JAKARTA, iNewsBlitar – Pelaku zina pada masa kekuasaan VOC (Vereenigde Oostindische Compagnie) Belanda di Hindia Belanda (Indonesia) dijatuhi hukuman yang kejam.
Zina dianggap sebagai pelanggaran moral yang serius. Bahkan pelaku zina seringkali disiksa sampai meregang nyawa. Bagi kolonial Belanda pelanggaran seks atau zina adalah perbuatan tabu yang tak terampuni.
Salah satu pelaku zina yang sempat menghebohkan publik Batavia (sekarang Jakarta) pada tahun 1639 adalah Catrina Casembroot.
Perbuatan serong Catrina dilakukan pada saat suaminya masih hidup maupun sudah meninggal dunia. Hasratnya memang liar. Diam-diam ia menjalin hubungan terlarang dengan banyak lelaki yang dimauinya.
“Catrina juga dituduh menggunakan sihir, jampi-jampi, serta ramuan minuman untuk memaksa laki-laki memenuhi hasrat seksualnya,” demikian dikutip dari buku Bukan Tabu di Nusantara (2018).
Catrina merupakan istri Nicolaes Casembroot. Di Batavia, Casembroot dikenal sebagai pedagang mardijker (budak yang dibebaskan). Di belakang suaminya, diam-diam ia mencari kepuasan ranjang dari sejumlah laki-laki lain.
Catrina diceritakan sebagai sosok perempuan memesona, namun berwatak kejam. Ia tidak segan menghabisi orang lain yang dianggap menghalangi maunya.
Seorang tukang cukur di Batavia bernama Jan Scholten ditemukan meregang nyawa. Jan mati setelah diracun Catrina melalui orang suruhannya. Begitu juga dengan Grietgen Bartholomeus.

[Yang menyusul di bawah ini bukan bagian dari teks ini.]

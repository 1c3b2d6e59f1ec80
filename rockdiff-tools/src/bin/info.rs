use std::path::PathBuf;
use std::time::Instant;

use anyhow::{anyhow, Result};
use clap::{value_t, App, Arg};
use log::warn;
use rockdiff_algorithms::density::estimate_density;
use rockdiff_core::{containers::PointCloud, math::minmax};
use rockdiff_io::ascii::{AsciiReader, DEFAULT_SKIP_ROWS};

struct Args {
    pub input_file: PathBuf,
    pub radius: f64,
    pub format: Option<String>,
    pub skip_rows: usize,
}

fn get_args() -> Result<Args> {
    let matches = App::new("rockdiff info")
        .version("0.1")
        .about("Prints information about the given change point cloud")
        .arg(
            Arg::with_name("INPUT")
                .short("i")
                .long("input")
                .takes_value(true)
                .value_name("INPUT")
                .help("Input point cloud with per-point displacement, as delimited text")
                .required(true),
        )
        .arg(
            Arg::with_name("RADIUS")
                .short("r")
                .long("radius")
                .takes_value(true)
                .default_value("0.5")
                .help("Search radius of the density estimation"),
        )
        .arg(
            Arg::with_name("FORMAT")
                .long("format")
                .takes_value(true)
                .help("Column format of the input file"),
        )
        .arg(
            Arg::with_name("SKIP_ROWS")
                .long("skip-rows")
                .takes_value(true)
                .help("Maximum number of leading rows to skip before the header or the data"),
        )
        .get_matches();

    let input_file = PathBuf::from(
        matches
            .value_of("INPUT")
            .ok_or_else(|| anyhow!("Missing input file"))?,
    );
    let radius = value_t!(matches, "RADIUS", f64)?;
    let skip_rows = if matches.is_present("SKIP_ROWS") {
        value_t!(matches, "SKIP_ROWS", usize)?
    } else {
        DEFAULT_SKIP_ROWS
    };

    Ok(Args {
        input_file,
        radius,
        format: matches.value_of("FORMAT").map(str::to_owned),
        skip_rows,
    })
}

fn print_ranges(cloud: &PointCloud) {
    println!("Ranges");
    if let Some(bounds) = cloud.bounds() {
        println!("\tX:                      {}  {}", bounds.min().x, bounds.max().x);
        println!("\tY:                      {}  {}", bounds.min().y, bounds.max().y);
        println!("\tZ:                      {}  {}", bounds.min().z, bounds.max().z);
    }
    if let Some((min, max)) = minmax(cloud.diffs().iter().copied()) {
        println!("\tDiff:                   {}  {}", min, max);
    }
    for (index, name) in cloud.layout().attributes().enumerate() {
        if let Some((min, max)) = minmax(cloud.attribute_column(index).iter().copied()) {
            println!("\t{:<24}{}  {}", format!("{}:", name), min, max);
        }
    }
}

fn main() -> Result<()> {
    pretty_env_logger::init();
    let args = get_args()?;
    let t_start = Instant::now();

    let mut reader = AsciiReader::from_path(&args.input_file)?.with_skip_rows(args.skip_rows);
    if let Some(format) = &args.format {
        reader = reader.with_format(format)?;
    }
    let cloud = reader.read()?;

    println!("rockdiff info report for {}", args.input_file.display());
    println!("Points: {}", cloud.len());
    println!("Attributes");
    println!("\t{}", cloud.layout());
    print_ranges(&cloud);

    match estimate_density(&cloud, args.radius) {
        Ok(estimate) => {
            println!("Density (radius {})", args.radius);
            println!("\tNeighbours:             {:.2}", estimate.mean_neighbors);
            println!("\tPoints per square unit: {:.2}", estimate.density);
            println!("\tMean spacing:           {:.4}", estimate.spacing);
        }
        Err(why) => warn!("No density estimate: {}", why),
    }

    println!("Took {:.2}s", t_start.elapsed().as_secs_f64());
    Ok(())
}
/// A Delaunay triangulation of a 2D point set. Triangles are counter-clockwise index triples into the point set
/// that was triangulated
#[derive(Debug, Clone, PartialEq)]
pub struct Triangulation {
    points: Vec<Point2<f64>>,
    triangles: Vec<[usize; 3]>,
}

impl Triangulation {
    pub fn points(&self) -> &[Point2<f64>] {
        &self.points
    }

    pub fn triangles(&self) -> &[[usize; 3]] {
        &self.triangles
    }

    /// Number of triangles
    pub fn len(&self) -> usize {
        self.triangles.len()
    }

    pub fn is_empty(&self) -> bool {
        self.triangles.is_empty()
    }

    /// Area of the given triangle
    pub fn triangle_area(&self, triangle: &[usize; 3]) -> f64 {
        let [a, b, c] = *triangle;
        orientation(&self.points[a], &self.points[b], &self.points[c]).abs() / 2.0
    }

    pub fn centroid(&self, triangle: &[usize; 3]) -> Point2<f64> {
        let [a, b, c] = *triangle;
        let sum = self.points[a].coords + self.points[b].coords + self.points[c].coords;
        Point2::from(sum / 3.0)
    }

    /// Radius of the circumcircle of the given triangle. Infinite for degenerate triangles
    pub fn circumradius(&self, triangle: &[usize; 3]) -> f64 {
        let [a, b, c] = *triangle;
        let (a, b, c) = (&self.points[a], &self.points[b], &self.points[c]);
        let twice_area = orientation(a, b, c).abs();
        if twice_area == 0.0 {
            return f64::INFINITY;
        }
        (b - a).norm() * (c - b).norm() * (a - c).norm() / (2.0 * twice_area)
    }

    /// Total area of all triangles
    pub fn area(&self) -> f64 {
        self.triangles
            .iter()
            .map(|triangle| self.triangle_area(triangle))
            .sum()
    }
}

#[derive(Debug, Copy, Clone)]
struct Triangle {
    vertices: [usize; 3],
    /// `neighbours[i]` shares the edge opposite of `vertices[i]`
    neighbours: [Option<usize>; 3],
    alive: bool,
}

impl Triangle {
    fn new(vertices: [usize; 3]) -> Self {
        Self {
            vertices,
            neighbours: [None; 3],
            alive: true,
        }
    }

    fn edge(&self, opposite: usize) -> (usize, usize) {
        (
            self.vertices[(opposite + 1) % 3],
            self.vertices[(opposite + 2) % 3],
        )
    }

    fn ghost_position(&self) -> Option<usize> {
        self.vertices.iter().position(|v| *v == GHOST)
    }

    /// The hull edge of a ghost triangle, directed so that the outside of the hull lies to its left
    fn hull_edge(&self) -> Option<(usize, usize)> {
        self.ghost_position().map(|position| self.edge(position))
    }
}

/// Returns true if `p`, which is collinear with `a` and `b`, lies strictly between them
fn on_open_segment(a: &Point2<f64>, b: &Point2<f64>, p: &Point2<f64>) -> bool {
    let direction = b - a;
    let t = (p - a).dot(&direction);
    t > 0.0 && t < direction.norm_squared()
}

/// Incrementally built triangulation that keeps triangle adjacency for point location and cavity search
struct Mesh {
    points: Vec<Point2<f64>>,
    triangles: Vec<Triangle>,
    last: usize,
    cavity_marks: Vec<usize>,
    insertion: usize,
}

Gritgen merupakan istri Andries Cramers, seorang kurir dewan legislatif kota. Perempuan itu sempat diracun Catrina melalui makanan, namun untungnya masih bisa diselamatkan.

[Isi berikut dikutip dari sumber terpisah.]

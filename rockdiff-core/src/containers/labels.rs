use std::fmt::Display;

/// Cluster membership of a single point. Noise is its own variant instead of a sentinel label, so it can never take
/// part in arithmetic on cluster numbers
#[derive(Debug, Copy, Clone, PartialEq, Eq, Hash, PartialOrd, Ord)]
pub enum ClusterId {
    Cluster(u32),
    Noise,
}

impl ClusterId {
    /// Returns the cluster number, or `None` for noise
    pub fn cluster(&self) -> Option<u32> {
        match self {
            ClusterId::Cluster(id) => Some(*id),
            ClusterId::Noise => None,
        }
    }

    pub fn is_noise(&self) -> bool {
        matches!(self, ClusterId::Noise)
    }

    /// Integer representation used in delimited text output: the cluster number, or `-1` for noise
    pub fn as_i64(&self) -> i64 {
        match self {
            ClusterId::Cluster(id) => *id as i64,
            ClusterId::Noise => -1,
        }
    }
}

impl Display for ClusterId {
    fn fmt(&self, f: &mut std::fmt::Formatter<'_>) -> std::fmt::Result {
        write!(f, "{}", self.as_i64())
    }
}

/// One [ClusterId] per point of a clustered point cloud. Cluster numbers are contiguous, starting at 0
#[derive(Debug, Clone, PartialEq, Eq)]
pub struct ClusterLabels {
    labels: Vec<ClusterId>,
    cluster_count: u32,
}

impl ClusterLabels {
    /// Creates labels from per-point ids.
    ///
    /// # Panics
    ///
    /// If the cluster numbers in `labels` are not contiguous starting at 0
    pub fn new(labels: Vec<ClusterId>) -> Self {
        let cluster_count = labels
            .iter()
            .filter_map(|label| label.cluster())
            .max()
            .map(|max| max + 1)
            .unwrap_or(0);
        let mut seen = vec![false; cluster_count as usize];
        for id in labels.iter().filter_map(|label| label.cluster()) {
            seen[id as usize] = true;
        }
        assert!(
            seen.iter().all(|s| *s),
            "Cluster numbers must be contiguous starting at 0"
        );
        Self {
            labels,
            cluster_count,
        }
    }

    /// Number of distinct clusters, noise excluded
    pub fn cluster_count(&self) -> u32 {
        self.cluster_count
    }

    /// Number of points labeled as noise
    pub fn noise_count(&self) -> usize {
        self.labels.iter().filter(|label| label.is_noise()).count()
    }

    pub fn labels(&self) -> &[ClusterId] {
        &self.labels
    }

    pub fn len(&self) -> usize {
        self.labels.len()
    }

    pub fn is_empty(&self) -> bool {
        self.labels.is_empty()
    }

    /// Indices of all points that belong to the given cluster, in ascending order
    pub fn members(&self, cluster: u32) -> Vec<usize> {
        self.labels
            .iter()
            .enumerate()
            .filter(|(_, label)| **label == ClusterId::Cluster(cluster))
            .map(|(index, _)| index)
            .collect()
    }

    /// Point indices of all clusters, indexed by cluster number. Each inner vector is sorted in ascending order
    pub fn clusters(&self) -> Vec<Vec<usize>> {
        let mut clusters = vec![Vec::new(); self.cluster_count as usize];
        for (index, label) in self.labels.iter().enumerate() {
            if let ClusterId::Cluster(id) = label {
                clusters[*id as usize].push(index);
            }
        }
        clusters
    }

    /// Number of points per cluster, indexed by cluster number
    pub fn sizes(&self) -> Vec<usize> {
        let mut sizes = vec![0; self.cluster_count as usize];
        for id in self.labels.iter().filter_map(|label| label.cluster()) {
            sizes[id as usize] += 1;
        }
        sizes
    }
}

#[cfg(test)]
mod tests {
    use super::*;

    #[test]
    fn test_noise_is_minus_one() {
        assert_eq!(ClusterId::Noise.to_string(), "-1");
        assert_eq!(ClusterId::Cluster(7).to_string(), "7");
        assert_eq!(ClusterId::Noise.cluster(), None);
    }

    #[test]
    fn test_groups() {
        let labels = ClusterLabels::new(vec![
            ClusterId::Cluster(1),
            ClusterId::Noise,
            ClusterId::Cluster(0),
            ClusterId::Cluster(1),
        ]);
        assert_eq!(labels.cluster_count(), 2);
        assert_eq!(labels.noise_count(), 1);
        assert_eq!(labels.clusters(), vec![vec![2], vec![0, 3]]);
        assert_eq!(labels.members(1), vec![0, 3]);
        assert_eq!(labels.sizes(), vec![1, 2]);
    }

    #[test]
    fn test_only_noise() {
        let labels = ClusterLabels::new(vec![ClusterId::Noise; 3]);
        assert_eq!(labels.cluster_count(), 0);
        assert!(labels.clusters().is_empty());
    }

    #[test]
    #[should_panic(expected = "contiguous")]
    fn test_non_contiguous_labels() {
        ClusterLabels::new(vec![ClusterId::Cluster(0), ClusterId::Cluster(2)]);
    }
}
use std::fmt::Display;
use std::path::PathBuf;

/// The pipeline stage in which an error was raised. Every `ChangeError` names its stage so that an aborted run
/// always tells the user where it stopped
#[derive(Debug, Copy, Clone, PartialEq, Eq, Hash)]
pub enum Stage {
    Configuration,
    Input,
    DensityEstimation,
    ThresholdFilter,
    Clustering,
    BoundaryReconstruction,
    VolumeIntegration,
    Summary,
    Output,
}

impl Display for Stage {
    fn fmt(&self, f: &mut std::fmt::Formatter<'_>) -> std::fmt::Result {
        let name = match self {
            Stage::Configuration => "configuration",
            Stage::Input => "input",
            Stage::DensityEstimation => "density estimation",
            Stage::ThresholdFilter => "threshold filter",
            Stage::Clustering => "clustering",
            Stage::BoundaryReconstruction => "boundary reconstruction",
            Stage::VolumeIntegration => "volume integration",
            Stage::Summary => "summary",
            Stage::Output => "output",
        };
        f.write_str(name)
    }
}

/// Errors raised by the change detection stages.
///
/// `InvalidParameter` and `Io` are always fatal. `DataInsufficient` and `GeometryDegenerate` are recoverable
/// when they concern a single cluster: the cluster is reported with zero area and volume instead of aborting
/// the whole run.
#[derive(Debug, thiserror::Error)]
pub enum ChangeError {
    #[error("[{stage}] invalid parameter '{parameter}': {reason}")]
    InvalidParameter {
        stage: Stage,
        parameter: &'static str,
        reason: String,
    },
    #[error("[{stage}] insufficient data: {reason}")]
    DataInsufficient { stage: Stage, reason: String },
    #[error("[{stage}] degenerate geometry: {reason}")]
    GeometryDegenerate { stage: Stage, reason: String },
    #[error("[{stage}] I/O failure on '{}': {source}", .path.display())]
    Io {
        stage: Stage,
        path: PathBuf,
        #[source]
        source: std::io::Error,
    },
}

impl ChangeError {
    pub fn invalid_parameter<S: Into<String>>(
        stage: Stage,
        parameter: &'static str,
        reason: S,
    ) -> Self {
        Self::InvalidParameter {
            stage,
            parameter,
            reason: reason.into(),
        }
    }

    pub fn data_insufficient<S: Into<String>>(stage: Stage, reason: S) -> Self {
        Self::DataInsufficient {
            stage,
            reason: reason.into(),
        }
    }

    pub fn geometry_degenerate<S: Into<String>>(stage: Stage, reason: S) -> Self {
        Self::GeometryDegenerate {
            stage,
            reason: reason.into(),
        }
    }

    pub fn io<P: Into<PathBuf>>(stage: Stage, path: P, source: std::io::Error) -> Self {
        Self::Io {
            stage,
            path: path.into(),
            source,
        }
    }

    /// Returns the stage in which this error was raised
    pub fn stage(&self) -> Stage {
        match self {
            ChangeError::InvalidParameter { stage, .. }
            | ChangeError::DataInsufficient { stage, .. }
            | ChangeError::GeometryDegenerate { stage, .. }
            | ChangeError::Io { stage, .. } => *stage,
        }
    }

    /// Returns true if this error only invalidates a single cluster and the batch can continue
    pub fn is_recoverable(&self) -> bool {
        matches!(
            self,
            ChangeError::DataInsufficient { .. } | ChangeError::GeometryDegenerate { .. }
        )
    }
}

pub type Result<T> = std::result::Result<T, ChangeError>;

Catrina menginginkan Andries untuk memenuhi hasrat seksualnya. Dan ia pun tidak berkutik menghadapi tuduhan itu.
Di persidangan, Lucia de Coenja, perempuan India, istri Anthonij de Coenja, yakni seorang mardijker di Batavia telah memberikan kesaksian yang memberatkan.
“Aku telah diperintahkan oleh Catrina untuk meracuni Grietgen dengan memasukkan racun dalam sayur. Catrina menginginkan suami Grietgen, Andries. Supaya Andries jatuh cinta Catrina mengiriminya air yang telah diberi mantra pengasihan,” kata Lucia.
Dalam kasus itu, selain perzinahan Catrina juga dituduh melakukan pencurian dengan memanfaatkan anak-anak perempuan para budaknya. Dengan bukti-bukti kuat di persidangan, yakni terutama yang dikemukakan Dewan Legislatif, hukuman buat pezina dijatuhkan.
Catrina dihukum berat sebagaimana hukuman para pezina lainnya. Kepala seorang yang terbukti berzina dibenamkan ke dalam tong berisi air, diikat pada tiang dan lantas dicekik sampai mati.
Pada bagian wajah mereka diberi cap di mana semua harta kekayaan yang dimiliki juga disita. Hanya saja, aparat penegak hukum masa VOC Belanda tidak pernah mengungkap alasan perzinahan yang terjadi saat itu.
Apakah murni karena kebutuhan seks yang tidak pernah terpuaskan oleh pasangan atau terdapat alasan lainnya.